The company’s chief financial officer, W.G. Stover Jr., said in bankruptcy filings that Solyndra’s collapse was fueled by, among other things, an oversupply of solar panels. He blamed the oversupply on expanding capacity by foreign solar-panel manufacturers that “utilized low-cost capital provided by their governments to expand operations,” according to court records.
“In response, Solyndra was forced to reduce its average selling prices to remain competitive,” Mr. Stover explained in a 56-page court filing.
Within days of the company’s bankruptcy announcement, a spokesman for the Energy Department released a statement saying the loan-guarantee program was pursued by the Bush and Obama administrations.

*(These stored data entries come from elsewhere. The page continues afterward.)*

//! Snake module - segment-queue movement model
//!
//! The body is a [`SegmentQueue`] whose oldest element is the tail and whose
//! newest element is the head. A move enqueues a new head and dequeues the old
//! tail; growth simply skips the dequeue. Each segment remembers the direction
//! it was moving in when it was placed, which the renderer uses for corners.

use std::collections::{vec_deque, HashSet};
use std::iter::Rev;

use crate::error::{Error, Result};
use crate::queue::SegmentQueue;
use crate::types::{Direction, Food, Vector, DEFAULT_SNAKE_SPEED};

/// One occupied cell of the snake body
#[derive(Debug, Clone, Copy, PartialEq, Eq, Hash)]
pub struct SnakePart {
    pub location: Vector,
    pub direction: Direction,
}

impl SnakePart {
    pub fn new(location: Vector, direction: Direction) -> Self {
        Self {
            location,
            direction,
        }
    }
}

#[derive(Debug, Clone, PartialEq)]
pub struct Snake {
    /// Stored tail -> head
    body: SegmentQueue<SnakePart>,
    /// Cells per second, always > 0
    speed: f64,
    /// Growth (> 0) or shrink (< 0) still owed, one unit per move
    pending_length_change: i32,
}

impl Snake {
    /// Build a snake from parts listed head -> tail
    pub fn new(parts: Vec<SnakePart>) -> Self {
        Self::with_speed(parts, DEFAULT_SNAKE_SPEED)
    }

    pub fn with_speed(parts: Vec<SnakePart>, speed: f64) -> Self {
        Self {
            body: parts.into_iter().rev().collect(),
            speed,
            pending_length_change: 0,
        }
    }

    /// Placeholder used by the editor before a snake is placed
    pub fn empty() -> Self {
        Self::new(Vec::new())
    }

    /// Three segments centred on `mid`, all facing `direction`
    pub fn centered(mid: Vector, direction: Direction) -> Self {
        let offset = direction.offset();
        Self::new(vec![
            SnakePart::new(mid + offset, direction),
            SnakePart::new(mid, direction),
            SnakePart::new(mid - offset, direction),
        ])
    }

    /// Most recently placed segment
    pub fn head(&self) -> Option<&SnakePart> {
        self.body.peek_tail()
    }

    /// Oldest segment
    pub fn tail(&self) -> Option<&SnakePart> {
        self.body.peek_head()
    }

    pub fn speed(&self) -> f64 {
        self.speed
    }

    pub fn pending_length_change(&self) -> i32 {
        self.pending_length_change
    }

    pub fn set_pending_length_change(&mut self, delta: i32) {
        self.pending_length_change = delta;
    }

    pub fn len(&self) -> usize {
        self.body.len()
    }

    pub fn is_empty(&self) -> bool {
        self.body.is_empty()
    }

    /// Segments from head to tail
    pub fn iter(&self) -> Rev<vec_deque::Iter<'_, SnakePart>> {
        self.body.iter().rev()
    }

    pub fn contains(&self, cell: Vector) -> bool {
        self.body.iter().any(|part| part.location == cell)
    }

    pub fn locations(&self) -> impl Iterator<Item = Vector> + '_ {
        self.body.iter().map(|part| part.location)
    }

    /// Apply a food's effect; the body changes over the following moves
    pub fn eat_food(&mut self, food: &Food) {
        self.speed *= food.speed_change();
        self.pending_length_change += food.length_change();
    }

    /// Direction the next move will actually take.
    ///
    /// No input keeps the current heading, and a reversal is ignored.
    pub fn direction_for_step(&self, proposed: Option<Direction>) -> Option<Direction> {
        let current = self.head()?.direction;
        Some(match proposed {
            Some(dir) if dir != current.opposite() => dir,
            _ => current,
        })
    }

    /// Move one cell.
    ///
    /// With `wrap` set to `(width, height)` the new head wraps around the field.
    /// Fails with [`Error::EmptyQueue`] when there is no head to move from.
    pub fn step(&mut self, proposed: Option<Direction>, wrap: Option<(i32, i32)>) -> Result<()> {
        let head = *self.head().ok_or(Error::EmptyQueue)?;
        let direction = self.direction_for_step(proposed).unwrap_or(head.direction);

        let mut location = head.location + direction.offset();
        if let Some((width, height)) = wrap {
            location = location.wrapped(width, height);
        }
        self.body.enqueue_tail(SnakePart::new(location, direction));

        if self.pending_length_change > 0 {
            self.pending_length_change -= 1;
            return Ok(());
        }
        if self.pending_length_change < 0 {
            self.pending_length_change += 1;
            self.body.dequeue_head()?;
        }
        self.body.dequeue_head()?;
        Ok(())
    }

    /// True if any two cells among the body and `extra` coincide.
    ///
    /// With an empty `extra` this is a self-collision test; passing the walls
    /// turns it into a crash test.
    pub fn check_intersection(&self, extra: &HashSet<Vector>) -> bool {
        let mut seen = extra.clone();
        let mut count = extra.len();
        for location in self.locations() {
            count += 1;
            seen.insert(location);
        }
        count != seen.len()
    }
}

impl<'a> IntoIterator for &'a Snake {
    type Item = &'a SnakePart;
    type IntoIter = Rev<vec_deque::Iter<'a, SnakePart>>;

    fn into_iter(self) -> Self::IntoIter {
        self.iter()
    }
}

#[cfg(test)]
mod tests {
    use super::*;

    fn right(x: i32, y: i32) -> SnakePart {
        SnakePart::new(Vector::new(x, y), Direction::Right)
    }

    fn two_segments() -> Snake {
        Snake::new(vec![right(3, 0), right(2, 0)])
    }

    fn parts(snake: &Snake) -> Vec<SnakePart> {
        snake.iter().copied().collect()
    }

    #[test]
    fn head_and_tail() {
        let snake = two_segments();
        assert_eq!(snake.head(), Some(&right(3, 0)));
        assert_eq!(snake.tail(), Some(&right(2, 0)));
        assert_eq!(snake.len(), 2);
        assert_eq!(parts(&snake), vec![right(3, 0), right(2, 0)]);
    }

    #[test]
    fn eat_food_changes_speed_and_pending_length() {
        let mut snake = two_segments();
        let food = Food::new(2.0, 2, 2).unwrap();
        snake.eat_food(&food);
        assert_eq!(snake.speed(), DEFAULT_SNAKE_SPEED * 2.0);
        assert_eq!(snake.pending_length_change(), 2);
        assert_eq!(snake.len(), 2);
    }

    #[test]
    fn direction_for_step_ignores_reversal() {
        let snake = two_segments();
        assert_eq!(snake.direction_for_step(None), Some(Direction::Right));
        assert_eq!(snake.direction_for_step(Some(Direction::Right)), Some(Direction::Right));
        assert_eq!(snake.direction_for_step(Some(Direction::Left)), Some(Direction::Right));
        assert_eq!(snake.direction_for_step(Some(Direction::Down)), Some(Direction::Down));
        assert_eq!(Snake::empty().direction_for_step(None), None);
    }

    #[test]
    fn step_keeps_heading() {
        for proposed in [None, Some(Direction::Right), Some(Direction::Left)] {
            let mut snake = two_segments();
            snake.step(proposed, None).unwrap();
            assert_eq!(parts(&snake), vec![right(4, 0), right(3, 0)]);
        }
    }

    #[test]
    fn step_turns() {
        let mut snake = two_segments();
        snake.step(Some(Direction::Up), None).unwrap();
        assert_eq!(
            parts(&snake),
            vec![SnakePart::new(Vector::new(3, -1), Direction::Up), right(3, 0)]
        );
    }

    #[test]
    fn step_wraps_around_field() {
        let mut snake = two_segments();
        snake.step(None, Some((4, 4))).unwrap();
        assert_eq!(parts(&snake), vec![right(0, 0), right(3, 0)]);
    }

    #[test]
    fn step_grows_when_pending_positive() {
        let mut snake = Snake::new(vec![right(4, 0), right(3, 0)]);
        snake.set_pending_length_change(1);
        snake.step(None, None).unwrap();
        assert_eq!(parts(&snake), vec![right(5, 0), right(4, 0), right(3, 0)]);
        assert_eq!(snake.pending_length_change(), 0);
    }

    #[test]
    fn step_shrinks_when_pending_negative() {
        let mut snake = two_segments();
        snake.set_pending_length_change(-1);
        snake.step(None, None).unwrap();
        assert_eq!(parts(&snake), vec![right(4, 0)]);
        assert_eq!(snake.pending_length_change(), 0);
    }

    #[test]
    fn step_on_empty_snake_fails() {
        let mut snake = Snake::empty();
        assert!(matches!(snake.step(None, None), Err(Error::EmptyQueue)));
    }

    #[test]
    fn length_is_conserved_without_pending_change() {
        let mut snake = Snake::centered(Vector::new(5, 5), Direction::Up);
        for i in 0..40 {
            let turn = Direction::ALL[i % 4];
            snake.step(Some(turn), Some((10, 10))).unwrap();
            assert_eq!(snake.len(), 3);
        }
    }

    #[test]
    fn check_intersection() {
        let snake = two_segments();
        assert!(!snake.check_intersection(&HashSet::new()));
        assert!(snake.check_intersection(&HashSet::from([Vector::new(3, 0)])));
        assert!(!snake.check_intersection(&HashSet::from([Vector::new(1, 1)])));

        let folded = Snake::new(vec![right(0, 0), right(0, 0)]);
        assert!(folded.check_intersection(&HashSet::new()));
        assert!(folded.check_intersection(&HashSet::from([Vector::new(1, 1)])));
    }

    #[test]
    fn centered_snake_is_three_cells_along_direction() {
        let snake = Snake::centered(Vector::new(2, 2), Direction::Down);
        let cells: Vec<Vector> = snake.iter().map(|p| p.location).collect();
        assert_eq!(cells, vec![Vector::new(2, 3), Vector::new(2, 2), Vector::new(2, 1)]);
        assert!(snake.iter().all(|p| p.direction == Direction::Down));
        assert!(snake.contains(Vector::new(2, 1)));
        assert!(!snake.contains(Vector::new(1, 1)));
    }

    #[test]
    fn clone_is_deep() {
        let original = two_segments();
        let mut copy = original.clone();
        copy.step(Some(Direction::Down), None).unwrap();
        assert_eq!(parts(&original), vec![right(3, 0), right(2, 0)]);
        assert_ne!(parts(&original), parts(&copy));
    }
}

But the House Energy and Commerce Committee, which had been investigating the Solyndra loan deal months before the company’s bankruptcy, is pressing to find out if the Obama administration, which awarded the loan package, ignored signs of the company’s financial troubles and played politics in awarding the loan guarantees to Solyndra.
“There is much to learn as the investigation moves forward, and it is imperative that American taxpayers are not paying the price for the sins of Solyndra,” Rep. Fred Upton, Michigan Republican, said in a joint statement this month with Rep. Cliff Stearns, Florida Republican, after the FBI raid.

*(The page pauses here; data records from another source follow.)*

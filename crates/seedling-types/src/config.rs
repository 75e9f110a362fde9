//! Configuration types and structures.

use serde::{Deserialize, Serialize};
use std::path::PathBuf;

/// External tool locations.
#[derive(Debug, Clone, PartialEq, Eq, Serialize, Deserialize)]
pub struct ToolsConfig {
    /// Binary used to create SSH keypairs
    #[serde(default = "default_ssh_keygen")]
    pub ssh_keygen: PathBuf,
    /// Binary used to create self-signed certificates
    #[serde(default = "default_openssl")]
    pub openssl: PathBuf,
}

fn default_ssh_keygen() -> PathBuf {
    PathBuf::from("ssh-keygen")
}

fn default_openssl() -> PathBuf {
    PathBuf::from("openssl")
}

impl Default for ToolsConfig {
    fn default() -> Self {
        Self {
            ssh_keygen: default_ssh_keygen(),
            openssl: default_openssl(),
        }
    }
}

#[cfg(test)]
mod tests {
    use super::*;

    #[test]
    fn test_tools_defaults_fill_missing_fields() {
        let tools: ToolsConfig = serde_yaml::from_str("openssl: /usr/local/bin/openssl").unwrap();
        assert_eq!(tools.ssh_keygen, PathBuf::from("ssh-keygen"));
        assert_eq!(tools.openssl, PathBuf::from("/usr/local/bin/openssl"));
    }
}
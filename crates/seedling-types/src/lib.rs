//! # Seedling Types
//!
//! Core types, traits, and enums shared across all Seedling crates.
//!
//! This crate provides the fundamental building blocks for the Seedling
//! secret provisioner, including:
//!
//! - A validated identifier for secrets living under the secrets root
//! - Common enums for log levels, secret kinds, and provisioning outcomes
//! - Seam traits for operator input and external key/certificate tools
//! - Error types and result aliases
//!
//! ## Example
//!
//! ```
//! use seedling_types::{SecretId, SecretKind};
//!
//! let id = SecretId::new("postgresql/nextcloud").unwrap();
//! assert_eq!(id.segments().collect::<Vec<_>>(), vec!["postgresql", "nextcloud"]);
//! assert_eq!(SecretKind::Random.to_string(), "random");
//! ```

#![warn(missing_docs)]
#![warn(clippy::all)]

pub mod errors;
pub mod identifiers;
pub mod enums;
pub mod traits;
pub mod config;

// Re-export common types for convenience
pub use errors::{SeedlingError, Result};
pub use identifiers::SecretId;
pub use enums::{LogLevel, Outcome, SecretKind};
pub use traits::{CertificateGenerator, Console, KeypairGenerator, ValidationResult};
//! Secret value sources and external tool adapters.

pub mod random;
pub mod user_provided;
pub mod ssh;
pub mod x509;

pub use random::{RandomStreams, RandomStrings, ALPHABET};
pub use user_provided::Prompt;
pub use ssh::SshKeygen;
pub use x509::{CertificateInfo, OpensslSelfSigned};

use seedling_types::config::ToolsConfig;

/// Build the real tool adapters from configuration.
pub fn tools_from_config(tools: &ToolsConfig) -> (SshKeygen, OpensslSelfSigned) {
    (
        SshKeygen::new().with_binary(&tools.ssh_keygen),
        OpensslSelfSigned::new().with_binary(&tools.openssl),
    )
}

Mr. Upton is chairman of the House Energy and Commerce Committee, and Mr. Stearns is chairman of its oversight and investigations subcommittee
The biggest investor in Solyndra is Argonaut Ventures, which is tied to Oklahoma billionaire George Kaiser, a fundraiser for Mr. Obama’s 2008 presidential campaign.
Adding to the scrutiny, reports surfaced Monday that Rep. Lamar Smith, Texas Republican and chairman of the House Judiciary Committee, cited the involvement of Argonaut in a letter to Attorney General Eric H. Holder Jr. asking him to appoint an independent examiner to investigate the company’s loan deal.
Meanwhile, Rep. Henry A. Waxman of California and the committee’s ranking Democrat, called on Republicans to seek the testimony of representatives of Argonaut and another big investor in Solyndra, Madrone Capital Partners, at an upcoming hearing. At a House committee hearing on Solyndra last week, Mr. Waxman cited ties Madrone has to Wal-Mart’s Walton family, which he noted backs Republicans.
After questioning Obama administration officials last week, the House Energy and Commerce Committee plans to hold another hearing Friday titled “From DOE Loan Guarantee to Bankruptcy to FBI Raid: What Solyndra’s Executives Knew,” in which company officials are expected to testify.
Solyndra executives likely will be well-prepared by McDermott Will & Emery.
Before Solyndra went bankrupt, the company had hired the law firm “with respect to responding to congressional investigations,” Mr. Ransom said in an affidavit, which was filed recently in the company’s bankruptcy case in Delaware.
Mr. Ransom called the rates for Mr. Weld and others “standard hourly rates for work of this nature.”
“These rates are set at a level designed to fairly compensate the firm for the work of its attorneys and paralegals and to cover fixed and routine overhead expenses,” he wrote.